Discussions and policy implications

The proposed health–environment efficiency indicator provides a useful tool for integrating health and environmental impacts, whether they align synergistically or present contradictions. Its calculation can further be modified to tailor the focuses of management by incorporating additional, more regionally or globally crucial environmental metrics to account for a broader spectrum of ecological concerns, offering a more nuanced perspective on dietary choices. Furthermore, the health–environment efficiency indicator can be adapted to consider the temporal changes in environmental impacts driven by technological progress and other dynamic factors. This feature allows for a more comprehensive understanding of the evolving relationship between diet, health and environmental sustainability. From a policy perspective, this tool offers a critical link to existing statistical databases, making it highly practical for a range of applications. Policymakers can utilize this indicator to facilitate inter-country comparisons, helping identify best practices and areas for improvement across different nations. Moreover, it enables temporal within-country monitoring, providing a means to assess the effectiveness of policy interventions and dietary trends over time. In this way, the health–environment efficiency indicator contributes to evidence-based policymaking and the pursuit of sustainable dietary choices on both a national and global scale.
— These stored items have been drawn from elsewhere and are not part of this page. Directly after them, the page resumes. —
#[tokio::test(flavor = "multi_thread", worker_threads = 2)]
async fn engine_applies_failure_policies() {
    let battery = RawReading::Battery(BatteryReading {
        current_capacity: 50,
        max_capacity: 100,
        charging: false,
        plugged_in: false,
        low_power_mode: false,
    });
    let probes = empty_probe_set()
        .with(Scripted::new(
            MetricKind::Battery,
            vec![Ok(battery), Err(ProbeFailure::no_data("no internal battery"))],
        ))
        .with(Scripted::new(
            MetricKind::Gpu,
            vec![Ok(RawReading::Gpu(12.0)), Err(ProbeFailure::parse("bad"))],
        ));
    let engine = TelemetryEngine::with_probes(TelemetryConfig::default(), probes).expect("engine");

    engine.refresh_all_now().await;
    engine.refresh_all_now().await;

    let battery = engine.snapshot(MetricKind::Battery).await;
    match battery.value {
        MetricValue::Battery(status) => assert_eq!(status.percent, 50),
        other => panic!("unexpected value {:?}", other),
    }
    assert!(battery.error.is_some());

    let gpu = engine.snapshot(MetricKind::Gpu).await;
    assert_eq!(gpu.value, MetricValue::Gpu(0.0));
    assert!(gpu.error.is_some());
    assert_eq!(engine.history(TrendSeries::GpuPercent).len(), 1);
}

#[tokio::test(flavor = "multi_thread", worker_threads = 2)]
async fn engine_discards_samples_finished_after_stop() {
    let probes = empty_probe_set().with(
        Scripted::new(MetricKind::Gpu, vec![Ok(RawReading::Gpu(80.0))])
            .slow(Duration::from_millis(150)),
    );
    let engine = TelemetryEngine::with_probes(TelemetryConfig::default(), probes).expect("engine");

    engine.start();
    assert!(engine.is_running());
    engine.stop();
    assert!(!engine.is_running());

    sleep(Duration::from_millis(400)).await;
    let gpu = engine.snapshot(MetricKind::Gpu).await;
    assert!(gpu.last_success.is_none());
    assert_eq!(gpu.value, MetricValue::Gpu(0.0));
    assert!(engine.history(TrendSeries::GpuPercent).is_empty());
}

#[tokio::test(flavor = "multi_thread", worker_threads = 2)]
async fn engine_start_samples_immediately() {
    let probes = empty_probe_set().with(Scripted::new(
        MetricKind::KeyboardLayout,
        vec![Ok(RawReading::KeyboardLayout("ABC".to_string()))],
    ));
    let engine = TelemetryEngine::with_probes(TelemetryConfig::default(), probes).expect("engine");
    engine.start();
    engine.start();

    sleep(Duration::from_millis(200)).await;
    let layout = engine.snapshot(MetricKind::KeyboardLayout).await;
    assert_eq!(layout.value, MetricValue::KeyboardLayout("ABC".to_string()));
    assert_eq!(layout.source, "scripted");
    engine.stop();
}

#[tokio::test(flavor = "multi_thread", worker_threads = 2)]
async fn engine_audio_writes_report_settable() {
    let engine =
        TelemetryEngine::with_probes(TelemetryConfig::default(), empty_probe_set()).expect("engine");
    assert!(engine.set_output_volume(1.7));
    assert!(!engine.set_mic_muted(true));

    let status = engine.toggle_sleep_inhibitor(InhibitOption::Display);
    assert!(!status.active);
}

#[test]
fn engine_builds_private_runtime_outside_tokio() {
    let engine =
        TelemetryEngine::with_probes(TelemetryConfig::default(), empty_probe_set()).expect("engine");
    engine.start();
    assert!(engine.is_running());
    engine.stop();
    assert!(!engine.is_running());
}

#[tokio::test(flavor = "multi_thread", worker_threads = 2)]
async fn engine_keeps_snapshot_when_sample_is_overtaken() {
    let probes = empty_probe_set().with(Scripted::new(
        MetricKind::Cpu,
        vec![
            Ok(ticks(100, 50, 800)),
            Ok(ticks(200, 100, 900)),
            Ok(ticks(300, 150, 1_000)),
        ],
    ));
    let engine = TelemetryEngine::with_probes(TelemetryConfig::default(), probes).expect("engine");
    engine.refresh_now(MetricKind::Cpu).await;
    engine.refresh_now(MetricKind::Cpu).await;
    let published = engine.snapshot(MetricKind::Cpu).await;
    assert_eq!(engine.history(TrendSeries::CpuPercent).len(), 1);

    // A baseline stored by a sample that finished after the next one was taken.
    let ahead = CounterSample::new(
        vec![250, 125, 950, 0],
        Instant::now() + Duration::from_secs(3_600),
    );
    engine.store_baseline(MetricKind::Cpu, ahead.clone());
    engine.refresh_now(MetricKind::Cpu).await;

    let after = engine.snapshot(MetricKind::Cpu).await;
    assert_eq!(after.value, published.value);
    assert_eq!(after.last_success, published.last_success);
    assert!(after.error.is_none());
    match after.value {
        MetricValue::Cpu(usage) => assert!((usage.percent - 60.0).abs() < 1e-9),
        other => panic!("unexpected value {:?}", other),
    }
    assert_eq!(engine.history(TrendSeries::CpuPercent).len(), 1);
    assert_eq!(engine.baseline(MetricKind::Cpu), Some(ahead));
}
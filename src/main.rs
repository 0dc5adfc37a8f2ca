use std::path::PathBuf;
use std::process::ExitCode;
use std::time::Duration;

use bytesize::ByteSize;
use clap::Parser;
use log::error;

use statusbar_telemetry::config::{MAX_DURATION_SECS, MIN_INTERVAL_SECS};
use statusbar_telemetry::{MetricSnapshot, MetricValue, TelemetryConfig, TelemetryEngine};

/// Gap between the two samples `--once` takes of the counter-based metrics.
const RATE_WINDOW: Duration = Duration::from_secs(1);

/// Samples the status bar metrics and prints them.
#[derive(Parser, Debug)]
#[command(name = "statusbar-telemetry", version)]
struct Cli {
    /// Config file; defaults to the per-user config when present.
    #[arg(long)]
    config: Option<PathBuf>,

    /// Sample every metric once and exit.
    #[arg(long)]
    once: bool,

    /// Print snapshots as JSON lines.
    #[arg(long)]
    json: bool,

    /// Seconds between printed reports while running.
    #[arg(long, default_value = "5", value_parser = parse_seconds)]
    every: Duration,
}

fn parse_seconds(raw: &str) -> Result<Duration, String> {
    let secs: f64 = raw
        .parse()
        .map_err(|_| format!("`{}` is not a number of seconds", raw))?;
    if !(MIN_INTERVAL_SECS..=MAX_DURATION_SECS).contains(&secs) {
        return Err(format!(
            "must be between {} and {} seconds",
            MIN_INTERVAL_SECS, MAX_DURATION_SECS
        ));
    }
    Duration::try_from_secs_f64(secs).map_err(|err| err.to_string())
}

#[tokio::main]
async fn main() -> ExitCode {
    env_logger::init();
    let cli = Cli::parse();

    let config = match &cli.config {
        Some(path) => TelemetryConfig::load(path),
        None => TelemetryConfig::load_default(),
    };
    let config = match config {
        Ok(config) => config,
        Err(err) => {
            error!("{}", err);
            return ExitCode::FAILURE;
        }
    };

    let engine = match TelemetryEngine::new(config) {
        Ok(engine) => engine,
        Err(err) => {
            error!("{}", err);
            return ExitCode::FAILURE;
        }
    };

    if cli.once {
        engine.refresh_all_with_rates(RATE_WINDOW).await;
        report(&engine.snapshots().await, cli.json);
        return ExitCode::SUCCESS;
    }

    let every = cli.every;
    engine.start();
    loop {
        tokio::select! {
            _ = tokio::signal::ctrl_c() => break,
            _ = tokio::time::sleep(every) => report(&engine.snapshots().await, cli.json),
        }
    }
    engine.stop();
    ExitCode::SUCCESS
}

fn report(snapshots: &[MetricSnapshot], json: bool) {
    for snapshot in snapshots {
        if json {
            match serde_json::to_string(snapshot) {
                Ok(line) => println!("{}", line),
                Err(err) => error!("failed to encode {} snapshot: {}", snapshot.kind, err),
            }
            continue;
        }
        let mut line = format!("{:<16} {}", snapshot.kind.as_str(), describe(&snapshot.value));
        if let Some(err) = &snapshot.error {
            line.push_str(&format!("  [{}]", err));
        }
        println!("{}", line);
    }
    if !json {
        println!();
    }
}

fn per_second(rate: f64) -> String {
    format!("{}/s", ByteSize::b(rate.max(0.0) as u64))
}

fn describe(value: &MetricValue) -> String {
    match value {
        MetricValue::Battery(b) => format!(
            "{}%{}{}",
            b.percent,
            if b.charging { " charging" } else { "" },
            if b.low_power_mode { " low-power" } else { "" }
        ),
        MetricValue::Cpu(c) => format!("{:.1}% of {} cores", c.percent, c.core_count),
        MetricValue::Memory(m) => format!(
            "{:.1}% ({} of {})",
            m.percent,
            ByteSize::b(m.used_bytes),
            ByteSize::b(m.total_bytes)
        ),
        MetricValue::Gpu(percent) => format!("{:.1}%", percent),
        MetricValue::Network(n) => format!(
            "down {} up {}",
            per_second(n.download_bytes_per_sec),
            per_second(n.upload_bytes_per_sec)
        ),
        MetricValue::DiskIo(d) => format!(
            "read {} write {}",
            per_second(d.read_bytes_per_sec),
            per_second(d.write_bytes_per_sec)
        ),
        MetricValue::Wifi(w) => match (&w.ssid, w.active) {
            (Some(ssid), true) => format!("{} on {}", w.interface, ssid),
            (None, true) => format!("{} active", w.interface),
            _ => format!("{} inactive", w.interface),
        },
        MetricValue::Volume(a) | MetricValue::Mic(a) => format!(
            "{:.0}%{}",
            a.level * 100.0,
            if a.muted { " muted" } else { "" }
        ),
        MetricValue::KeyboardLayout(name) => name.clone(),
        MetricValue::MountedVolumes(volumes) => volumes
            .iter()
            .map(|v| format!("{} ({} free)", v.name, ByteSize::b(v.available_bytes)))
            .collect::<Vec<_>>()
            .join(", "),
        MetricValue::SleepInhibitor(s) => match (s.active, s.pid) {
            (true, Some(pid)) if s.external => format!("active (external pid {})", pid),
            (true, Some(pid)) => format!("active (pid {})", pid),
            _ => "inactive".to_string(),
        },
    }
}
This health–environment efficiency with increasing development sheds lights on key actions for countries during different phases of Popkin’s dietary transition framework to approach the interconnected environmental and health sustainability. While prioritizing health in dietary choices is a commendable goal, it should be noted that improvements in dietary quality do not universally translate into a reduction in food-related environmental impacts, and more environmentally sustainable diets do not automatically indicate healthier options. As a result, countries should be targeting achieving healthy diets with minimized environmental impacts, which could be achieved in different ways at different stages of the N-shaped curve. For developed countries at the right end of SDI, it is possible to increase the efficiency as demonstrated by Japan and Norway, with an effective structural change of diets in both the reduction of meat consumption while increasing the intake of fruits, vegetables, whole grains and other healthy foods. The former contributes notably to lower environmental impacts given its disproportionally high emissions and resource use intensity compared with other food groups48. Meanwhile, increasing consumption of healthy food choices can substantially reduce DALYs in most developed countries21. Such health benefits come with only small additional environmental impacts that can be easily balanced out by the reduced environmental impacts from less meat consumption. In terms of policymaking, market-based approaches may play a role based on either health or environmental externalities. Empirical evidence has shown that healthy food subsidies and unhealthy food taxation can effectively change dietary behaviour49, while simulations also demonstrate remarkable health and environmental benefits of GHG taxes on food that can contribute to discouraging the consumption of meat50,51,52. Nudging could provide an alternative to encourage healthier, low-environmental-impact dietary patterns via carbon/nutrition labelling, changing accessibility and visibility of specific foods53, despite that its magnitude and long-term effects are yet to be evaluated comprehensively with more empirical studies54.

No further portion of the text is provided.